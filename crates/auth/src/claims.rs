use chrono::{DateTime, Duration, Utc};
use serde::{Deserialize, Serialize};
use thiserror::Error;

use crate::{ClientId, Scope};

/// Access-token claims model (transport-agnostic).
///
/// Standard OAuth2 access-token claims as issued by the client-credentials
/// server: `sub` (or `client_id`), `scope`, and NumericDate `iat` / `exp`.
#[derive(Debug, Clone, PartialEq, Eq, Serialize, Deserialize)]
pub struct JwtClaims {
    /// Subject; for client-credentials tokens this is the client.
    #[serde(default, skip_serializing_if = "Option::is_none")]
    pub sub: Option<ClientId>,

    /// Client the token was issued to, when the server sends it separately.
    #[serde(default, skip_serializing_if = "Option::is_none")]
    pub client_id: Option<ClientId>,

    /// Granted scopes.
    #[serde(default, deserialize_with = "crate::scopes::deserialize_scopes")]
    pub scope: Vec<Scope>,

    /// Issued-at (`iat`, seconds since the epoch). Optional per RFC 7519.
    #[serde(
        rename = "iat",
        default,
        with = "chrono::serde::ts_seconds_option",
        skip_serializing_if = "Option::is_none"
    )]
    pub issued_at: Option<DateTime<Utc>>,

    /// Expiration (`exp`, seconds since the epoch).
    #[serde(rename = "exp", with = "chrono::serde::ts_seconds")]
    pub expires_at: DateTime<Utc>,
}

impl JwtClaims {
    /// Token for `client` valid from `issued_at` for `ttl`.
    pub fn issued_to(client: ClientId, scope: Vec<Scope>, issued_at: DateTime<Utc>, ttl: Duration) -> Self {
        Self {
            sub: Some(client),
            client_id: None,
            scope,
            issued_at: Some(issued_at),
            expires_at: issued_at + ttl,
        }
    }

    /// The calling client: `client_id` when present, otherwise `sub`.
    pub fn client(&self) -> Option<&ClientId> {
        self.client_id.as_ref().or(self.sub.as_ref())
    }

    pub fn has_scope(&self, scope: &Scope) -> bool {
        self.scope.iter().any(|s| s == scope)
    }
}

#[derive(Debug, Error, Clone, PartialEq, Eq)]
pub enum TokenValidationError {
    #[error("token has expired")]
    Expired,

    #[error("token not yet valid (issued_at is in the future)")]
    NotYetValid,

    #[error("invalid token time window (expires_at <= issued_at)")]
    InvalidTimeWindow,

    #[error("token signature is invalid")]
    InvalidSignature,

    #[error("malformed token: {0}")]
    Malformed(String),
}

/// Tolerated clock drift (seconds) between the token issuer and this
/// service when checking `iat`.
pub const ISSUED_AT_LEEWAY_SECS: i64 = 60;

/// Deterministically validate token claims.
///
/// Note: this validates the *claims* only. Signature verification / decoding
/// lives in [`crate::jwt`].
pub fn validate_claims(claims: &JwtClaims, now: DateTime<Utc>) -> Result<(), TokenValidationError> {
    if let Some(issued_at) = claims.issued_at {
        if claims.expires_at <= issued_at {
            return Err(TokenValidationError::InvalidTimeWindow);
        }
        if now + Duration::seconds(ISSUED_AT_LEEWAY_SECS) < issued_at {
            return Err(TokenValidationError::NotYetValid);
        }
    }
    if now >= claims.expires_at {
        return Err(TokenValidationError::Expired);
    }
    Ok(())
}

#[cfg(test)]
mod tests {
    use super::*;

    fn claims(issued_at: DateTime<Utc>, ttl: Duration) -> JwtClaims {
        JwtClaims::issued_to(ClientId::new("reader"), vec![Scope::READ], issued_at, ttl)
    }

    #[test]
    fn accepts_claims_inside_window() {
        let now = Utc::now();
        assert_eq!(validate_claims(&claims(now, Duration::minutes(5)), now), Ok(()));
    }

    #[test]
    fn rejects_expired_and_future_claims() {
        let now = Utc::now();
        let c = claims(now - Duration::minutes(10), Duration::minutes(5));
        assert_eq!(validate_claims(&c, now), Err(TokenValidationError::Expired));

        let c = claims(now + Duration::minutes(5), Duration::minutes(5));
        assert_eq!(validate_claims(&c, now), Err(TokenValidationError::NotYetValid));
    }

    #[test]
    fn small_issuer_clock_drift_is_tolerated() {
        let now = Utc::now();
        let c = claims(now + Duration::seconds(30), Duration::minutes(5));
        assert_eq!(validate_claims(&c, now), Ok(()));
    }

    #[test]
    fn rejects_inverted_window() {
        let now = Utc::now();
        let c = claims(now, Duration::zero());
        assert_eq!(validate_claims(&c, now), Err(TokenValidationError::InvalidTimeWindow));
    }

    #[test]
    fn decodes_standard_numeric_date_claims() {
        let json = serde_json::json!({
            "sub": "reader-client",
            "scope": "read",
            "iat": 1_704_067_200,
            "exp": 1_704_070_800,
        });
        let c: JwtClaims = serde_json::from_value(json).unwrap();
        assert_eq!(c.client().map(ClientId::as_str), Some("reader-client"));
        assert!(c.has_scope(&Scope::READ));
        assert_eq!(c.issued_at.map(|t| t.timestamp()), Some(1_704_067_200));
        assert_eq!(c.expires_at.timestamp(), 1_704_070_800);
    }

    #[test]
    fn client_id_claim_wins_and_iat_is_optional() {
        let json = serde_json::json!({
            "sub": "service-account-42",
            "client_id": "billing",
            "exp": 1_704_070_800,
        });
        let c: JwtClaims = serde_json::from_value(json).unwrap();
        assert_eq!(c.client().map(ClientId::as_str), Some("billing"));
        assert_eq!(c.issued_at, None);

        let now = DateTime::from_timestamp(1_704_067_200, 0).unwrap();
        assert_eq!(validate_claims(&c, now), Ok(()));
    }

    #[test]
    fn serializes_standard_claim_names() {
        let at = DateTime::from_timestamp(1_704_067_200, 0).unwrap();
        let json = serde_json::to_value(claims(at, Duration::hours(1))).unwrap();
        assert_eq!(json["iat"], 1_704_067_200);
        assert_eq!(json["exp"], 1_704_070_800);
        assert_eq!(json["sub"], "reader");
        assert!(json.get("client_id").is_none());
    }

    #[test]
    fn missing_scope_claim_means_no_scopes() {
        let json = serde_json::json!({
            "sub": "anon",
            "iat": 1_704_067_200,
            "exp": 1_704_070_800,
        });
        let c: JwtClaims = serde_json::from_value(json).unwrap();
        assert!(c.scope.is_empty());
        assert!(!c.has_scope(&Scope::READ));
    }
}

_Your assignment_
From top to bottom, reproduce the material exactly.

_Result for this task_
filename crates/auth/src/claims.rs
use chrono::{DateTime, Duration, Utc};
use serde::{Deserialize, Serialize};
use thiserror::Error;

use crate::{ClientId, Scope};

/// Access-token claims model (transport-agnostic).
///
/// Standard OAuth2 access-token claims as issued by the client-credentials
/// server: `sub` (or `client_id`), `scope`, and NumericDate `iat` / `exp`.
#[derive(Debug, Clone, PartialEq, Eq, Serialize, Deserialize)]
pub struct JwtClaims {
    /// Subject; for client-credentials tokens this is the client.
    #[serde(default, skip_serializing_if = "Option::is_none")]
    pub sub: Option<ClientId>,

    /// Client the token was issued to, when the server sends it separately.
    #[serde(default, skip_serializing_if = "Option::is_none")]
    pub client_id: Option<ClientId>,

    /// Granted scopes.
    #[serde(default, deserialize_with = "crate::scopes::deserialize_scopes")]
    pub scope: Vec<Scope>,

    /// Issued-at (`iat`, seconds since the epoch). Optional per RFC 7519.
    #[serde(
        rename = "iat",
        default,
        with = "chrono::serde::ts_seconds_option",
        skip_serializing_if = "Option::is_none"
    )]
    pub issued_at: Option<DateTime<Utc>>,

    /// Expiration (`exp`, seconds since the epoch).
    #[serde(rename = "exp", with = "chrono::serde::ts_seconds")]
    pub expires_at: DateTime<Utc>,
}

impl JwtClaims {
    /// Token for `client` valid from `issued_at` for `ttl`.
    pub fn issued_to(client: ClientId, scope: Vec<Scope>, issued_at: DateTime<Utc>, ttl: Duration) -> Self {
        Self {
            sub: Some(client),
            client_id: None,
            scope,
            issued_at: Some(issued_at),
            expires_at: issued_at + ttl,
        }
    }

    /// The calling client: `client_id` when present, otherwise `sub`.
    pub fn client(&self) -> Option<&ClientId> {
        self.client_id.as_ref().or(self.sub.as_ref())
    }

    pub fn has_scope(&self, scope: &Scope) -> bool {
        self.scope.iter().any(|s| s == scope)
    }
}

#[derive(Debug, Error, Clone, PartialEq, Eq)]
pub enum TokenValidationError {
    #[error("token has expired")]
    Expired,

    #[error("token not yet valid (issued_at is in the future)")]
    NotYetValid,

    #[error("invalid token time window (expires_at <= issued_at)")]
    InvalidTimeWindow,

    #[error("token signature is invalid")]
    InvalidSignature,

    #[error("malformed token: {0}")]
    Malformed(String),
}

/// Tolerated clock drift (seconds) between the token issuer and this
/// service when checking `iat`.
pub const ISSUED_AT_LEEWAY_SECS: i64 = 60;

/// Deterministically validate token claims.
///
/// Note: this validates the *claims* only. Signature verification / decoding
/// lives in [`crate::jwt`].
pub fn validate_claims(claims: &JwtClaims, now: DateTime<Utc>) -> Result<(), TokenValidationError> {
    if let Some(issued_at) = claims.issued_at {
        if claims.expires_at <= issued_at {
            return Err(TokenValidationError::InvalidTimeWindow);
        }
        if now + Duration::seconds(ISSUED_AT_LEEWAY_SECS) < issued_at {
            return Err(TokenValidationError::NotYetValid);
        }
    }
    if now >= claims.expires_at {
        return Err(TokenValidationError::Expired);
    }
    Ok(())
}

#[cfg(test)]
mod tests {
    use super::*;

    fn claims(issued_at: DateTime<Utc>, ttl: Duration) -> JwtClaims {
        JwtClaims::issued_to(ClientId::new("reader"), vec![Scope::READ], issued_at, ttl)
    }

    #[test]
    fn accepts_claims_inside_window() {
        let now = Utc::now();
        assert_eq!(validate_claims(&claims(now, Duration::minutes(5)), now), Ok(()));
    }

    #[test]
    fn rejects_expired_and_future_claims() {
        let now = Utc::now();
        let c = claims(now - Duration::minutes(10), Duration::minutes(5));
        assert_eq!(validate_claims(&c, now), Err(TokenValidationError::Expired));

        let c = claims(now + Duration::minutes(5), Duration::minutes(5));
        assert_eq!(validate_claims(&c, now), Err(TokenValidationError::NotYetValid));
    }

    #[test]
    fn small_issuer_clock_drift_is_tolerated() {
        let now = Utc::now();
        let c = claims(now + Duration::seconds(30), Duration::minutes(5));
        assert_eq!(validate_claims(&c, now), Ok(()));
    }

    #[test]
    fn rejects_inverted_window() {
        let now = Utc::now();
        let c = claims(now, Duration::zero());
        assert_eq!(validate_claims(&c, now), Err(TokenValidationError::InvalidTimeWindow));
    }

    #[test]
    fn decodes_standard_numeric_date_claims() {
        let json = serde_json::json!({
            "sub": "reader-client",
            "scope": "read",
            "iat": 1_704_067_200,
            "exp": 1_704_070_800,
        });
        let c: JwtClaims = serde_json::from_value(json).unwrap();
        assert_eq!(c.client().map(ClientId::as_str), Some("reader-client"));
        assert!(c.has_scope(&Scope::READ));
        assert_eq!(c.issued_at.map(|t| t.timestamp()), Some(1_704_067_200));
        assert_eq!(c.expires_at.timestamp(), 1_704_070_800);
    }

    #[test]
    fn client_id_claim_wins_and_iat_is_optional() {
        let json = serde_json::json!({
            "sub": "service-account-42",
            "client_id": "billing",
            "exp": 1_704_070_800,
        });
        let c: JwtClaims = serde_json::from_value(json).unwrap();
        assert_eq!(c.client().map(ClientId::as_str), Some("billing"));
        assert_eq!(c.issued_at, None);

        let now = DateTime::from_timestamp(1_704_067_200, 0).unwrap();
        assert_eq!(validate_claims(&c, now), Ok(()));
    }

    #[test]
    fn serializes_standard_claim_names() {
        let at = DateTime::from_timestamp(1_704_067_200, 0).unwrap();
        let json = serde_json::to_value(claims(at, Duration::hours(1))).unwrap();
        assert_eq!(json["iat"], 1_704_067_200);
        assert_eq!(json["exp"], 1_704_070_800);
        assert_eq!(json["sub"], "reader");
        assert!(json.get("client_id").is_none());
    }

    #[test]
    fn missing_scope_claim_means_no_scopes() {
        let json = serde_json::json!({
            "sub": "anon",
            "iat": 1_704_067_200,
            "exp": 1_704_070_800,
        });
        let c: JwtClaims = serde_json::from_value(json).unwrap();
        assert!(c.scope.is_empty());
        assert!(!c.has_scope(&Scope::READ));
    }
}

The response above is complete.